**Data supplied:**
= Beginning of Section =

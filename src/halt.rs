//! Pre-flight validation of halt conditions across all enabled layers.
//! Runs once, before any session is started.

use crate::error::DriverError;
use crate::errorlog::ErrorLog;
use crate::settings::RenderSettings;

/// Check that a valid halt condition exists wherever one is required.
///
/// A halt condition is required when more than one layer is enabled or the
/// render is an animation. With multiple layers, every layer may override
/// the global condition; a layer that opts to override must supply a valid
/// condition of its own. All invalid layers are recorded on the error log,
/// not just the first.
pub fn check_halt_conditions(
    settings: &RenderSettings,
    errorlog: &mut ErrorLog,
) -> Result<(), DriverError> {
    let enabled_layers: Vec<_> = settings.enabled_layers().collect();
    let needs_halt_condition = enabled_layers.len() > 1 || settings.is_animation;

    let mut is_halt_enabled = true;

    if enabled_layers.len() > 1 {
        // With multiple layers we need a halt condition for each one
        for layer in &enabled_layers {
            if layer.halt.enable {
                // The layer overrides the global halt conditions
                let has_halt_condition = layer.halt.is_enabled();
                is_halt_enabled &= has_halt_condition;

                if !has_halt_condition {
                    errorlog.add_error(format!(
                        "Halt condition missing for render layer \"{}\"",
                        layer.name
                    ));
                }
            } else {
                is_halt_enabled = false;
            }
        }
    }

    // Fall back to the global halt conditions
    if !is_halt_enabled {
        is_halt_enabled = settings.halt.is_enabled();
    }

    if needs_halt_condition && !is_halt_enabled {
        return Err(DriverError::MissingHaltCondition);
    }
    Ok(())
}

= End of Section =

**Action item:**
Out of the listing above, reproduce exactly the lines from the one with "just the first." up to and including the one with "overrides the global halt conditions".

**Solution to this exercise:**
/// not just the first.
pub fn check_halt_conditions(
    settings: &RenderSettings,
    errorlog: &mut ErrorLog,
) -> Result<(), DriverError> {
    let enabled_layers: Vec<_> = settings.enabled_layers().collect();
    let needs_halt_condition = enabled_layers.len() > 1 || settings.is_animation;

    let mut is_halt_enabled = true;

    if enabled_layers.len() > 1 {
        // With multiple layers we need a halt condition for each one
        for layer in &enabled_layers {
            if layer.halt.enable {
                // The layer overrides the global halt conditions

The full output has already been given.